From the entries below, list each line with "impl".

Segment Start: Exercise input

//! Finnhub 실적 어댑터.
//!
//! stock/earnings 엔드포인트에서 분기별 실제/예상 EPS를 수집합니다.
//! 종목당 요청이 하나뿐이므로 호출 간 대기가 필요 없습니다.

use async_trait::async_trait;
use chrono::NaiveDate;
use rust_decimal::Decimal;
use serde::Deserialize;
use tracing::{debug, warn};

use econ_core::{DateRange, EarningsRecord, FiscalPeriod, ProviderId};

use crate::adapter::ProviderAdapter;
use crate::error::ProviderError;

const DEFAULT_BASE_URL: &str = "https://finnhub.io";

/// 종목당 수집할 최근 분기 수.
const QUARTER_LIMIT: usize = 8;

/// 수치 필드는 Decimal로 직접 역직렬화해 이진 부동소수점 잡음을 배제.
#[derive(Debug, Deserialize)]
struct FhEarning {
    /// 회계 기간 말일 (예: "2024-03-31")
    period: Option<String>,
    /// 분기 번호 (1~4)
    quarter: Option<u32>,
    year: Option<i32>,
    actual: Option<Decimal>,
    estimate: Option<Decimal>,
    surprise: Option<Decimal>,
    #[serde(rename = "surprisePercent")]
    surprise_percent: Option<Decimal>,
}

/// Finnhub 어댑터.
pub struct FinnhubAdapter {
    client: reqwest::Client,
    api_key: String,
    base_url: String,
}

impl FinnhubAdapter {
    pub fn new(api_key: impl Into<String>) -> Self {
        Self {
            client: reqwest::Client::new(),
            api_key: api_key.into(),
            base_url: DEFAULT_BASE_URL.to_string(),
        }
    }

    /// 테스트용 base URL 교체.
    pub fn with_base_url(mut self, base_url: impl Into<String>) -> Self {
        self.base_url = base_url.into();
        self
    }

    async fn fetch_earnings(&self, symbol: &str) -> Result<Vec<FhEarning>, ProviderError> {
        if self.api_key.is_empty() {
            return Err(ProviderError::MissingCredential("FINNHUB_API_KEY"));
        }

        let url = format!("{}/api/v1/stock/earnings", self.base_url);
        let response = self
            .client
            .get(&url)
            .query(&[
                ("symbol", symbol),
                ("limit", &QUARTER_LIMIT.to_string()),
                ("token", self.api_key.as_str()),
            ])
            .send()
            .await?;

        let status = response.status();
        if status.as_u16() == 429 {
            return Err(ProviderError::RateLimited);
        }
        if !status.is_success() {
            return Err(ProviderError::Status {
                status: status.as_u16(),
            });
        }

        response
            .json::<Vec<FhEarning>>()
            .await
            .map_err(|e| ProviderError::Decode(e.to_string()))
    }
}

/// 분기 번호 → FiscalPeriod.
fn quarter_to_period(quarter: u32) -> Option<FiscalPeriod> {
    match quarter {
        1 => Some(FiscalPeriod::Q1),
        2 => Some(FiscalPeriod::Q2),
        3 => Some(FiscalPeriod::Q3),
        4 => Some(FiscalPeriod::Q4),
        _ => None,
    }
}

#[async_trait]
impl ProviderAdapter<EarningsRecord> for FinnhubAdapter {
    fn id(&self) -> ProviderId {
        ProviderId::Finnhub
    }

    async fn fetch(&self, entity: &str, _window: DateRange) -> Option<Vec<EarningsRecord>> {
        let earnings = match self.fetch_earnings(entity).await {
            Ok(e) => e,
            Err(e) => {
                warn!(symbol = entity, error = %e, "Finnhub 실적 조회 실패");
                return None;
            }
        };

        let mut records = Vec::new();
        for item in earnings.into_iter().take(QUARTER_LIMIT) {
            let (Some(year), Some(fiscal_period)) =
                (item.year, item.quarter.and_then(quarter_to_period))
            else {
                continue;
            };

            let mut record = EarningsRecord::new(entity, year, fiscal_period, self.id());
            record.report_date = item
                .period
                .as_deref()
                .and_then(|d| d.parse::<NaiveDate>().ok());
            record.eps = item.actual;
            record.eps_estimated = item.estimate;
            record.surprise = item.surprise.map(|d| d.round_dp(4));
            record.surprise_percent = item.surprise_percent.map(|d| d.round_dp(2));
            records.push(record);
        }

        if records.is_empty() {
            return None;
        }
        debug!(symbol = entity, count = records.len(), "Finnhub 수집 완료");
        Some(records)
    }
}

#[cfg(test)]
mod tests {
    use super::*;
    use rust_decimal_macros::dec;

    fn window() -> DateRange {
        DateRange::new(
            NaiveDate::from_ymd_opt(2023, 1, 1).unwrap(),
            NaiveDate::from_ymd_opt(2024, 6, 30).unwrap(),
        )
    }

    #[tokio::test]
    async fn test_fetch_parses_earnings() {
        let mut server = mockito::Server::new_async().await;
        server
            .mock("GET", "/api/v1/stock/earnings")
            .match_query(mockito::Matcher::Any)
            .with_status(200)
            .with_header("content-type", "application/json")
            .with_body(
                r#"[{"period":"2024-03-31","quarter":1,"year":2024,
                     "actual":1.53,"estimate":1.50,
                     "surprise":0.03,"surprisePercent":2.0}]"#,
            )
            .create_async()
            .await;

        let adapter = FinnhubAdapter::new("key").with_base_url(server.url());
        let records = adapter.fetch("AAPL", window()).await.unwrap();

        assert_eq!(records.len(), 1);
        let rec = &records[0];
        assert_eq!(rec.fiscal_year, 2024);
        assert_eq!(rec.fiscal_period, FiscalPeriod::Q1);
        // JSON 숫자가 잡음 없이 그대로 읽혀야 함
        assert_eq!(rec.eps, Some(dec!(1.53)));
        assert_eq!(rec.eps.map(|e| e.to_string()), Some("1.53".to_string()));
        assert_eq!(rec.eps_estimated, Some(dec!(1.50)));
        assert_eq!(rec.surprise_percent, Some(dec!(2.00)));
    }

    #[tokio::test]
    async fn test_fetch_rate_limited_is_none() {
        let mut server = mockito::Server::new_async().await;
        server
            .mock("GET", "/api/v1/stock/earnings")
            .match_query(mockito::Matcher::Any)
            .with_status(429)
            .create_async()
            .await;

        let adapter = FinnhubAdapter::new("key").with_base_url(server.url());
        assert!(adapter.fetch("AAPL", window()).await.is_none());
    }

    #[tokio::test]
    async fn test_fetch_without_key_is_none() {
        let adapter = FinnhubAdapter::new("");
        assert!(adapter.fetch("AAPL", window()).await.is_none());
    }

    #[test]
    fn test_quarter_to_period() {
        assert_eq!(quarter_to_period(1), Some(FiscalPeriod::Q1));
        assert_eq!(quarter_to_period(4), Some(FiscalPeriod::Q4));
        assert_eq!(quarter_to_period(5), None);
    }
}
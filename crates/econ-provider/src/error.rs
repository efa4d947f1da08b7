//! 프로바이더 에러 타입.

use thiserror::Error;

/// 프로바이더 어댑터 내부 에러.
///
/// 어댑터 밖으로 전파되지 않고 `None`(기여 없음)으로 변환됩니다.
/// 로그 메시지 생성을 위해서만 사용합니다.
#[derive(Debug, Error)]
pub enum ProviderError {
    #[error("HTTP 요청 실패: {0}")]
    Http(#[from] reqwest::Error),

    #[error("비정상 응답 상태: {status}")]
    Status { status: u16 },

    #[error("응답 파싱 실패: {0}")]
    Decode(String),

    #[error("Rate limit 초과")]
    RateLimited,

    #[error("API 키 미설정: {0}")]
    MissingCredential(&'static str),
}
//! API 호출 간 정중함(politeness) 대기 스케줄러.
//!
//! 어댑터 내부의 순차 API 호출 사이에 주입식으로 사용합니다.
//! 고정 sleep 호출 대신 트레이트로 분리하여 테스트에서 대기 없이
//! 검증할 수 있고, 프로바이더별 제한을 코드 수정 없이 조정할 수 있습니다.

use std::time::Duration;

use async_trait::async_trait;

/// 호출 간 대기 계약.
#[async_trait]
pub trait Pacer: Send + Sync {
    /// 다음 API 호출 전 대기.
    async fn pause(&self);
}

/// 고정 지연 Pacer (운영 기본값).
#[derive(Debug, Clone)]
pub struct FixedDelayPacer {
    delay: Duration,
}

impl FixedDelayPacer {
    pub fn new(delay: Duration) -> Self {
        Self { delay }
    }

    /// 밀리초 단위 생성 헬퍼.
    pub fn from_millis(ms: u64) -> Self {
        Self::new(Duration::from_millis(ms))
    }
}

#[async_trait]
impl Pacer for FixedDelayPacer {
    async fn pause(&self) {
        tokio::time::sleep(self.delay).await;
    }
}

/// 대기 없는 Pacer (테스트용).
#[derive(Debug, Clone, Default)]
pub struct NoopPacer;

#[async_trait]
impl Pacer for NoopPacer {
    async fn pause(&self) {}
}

Segment End: Exercise input

Answer box →
impl FinnhubAdapter {
    pub fn new(api_key: impl Into<String>) -> Self {
    pub fn with_base_url(mut self, base_url: impl Into<String>) -> Self {
impl ProviderAdapter<EarningsRecord> for FinnhubAdapter {
impl FixedDelayPacer {
impl Pacer for FixedDelayPacer {
impl Pacer for NoopPacer {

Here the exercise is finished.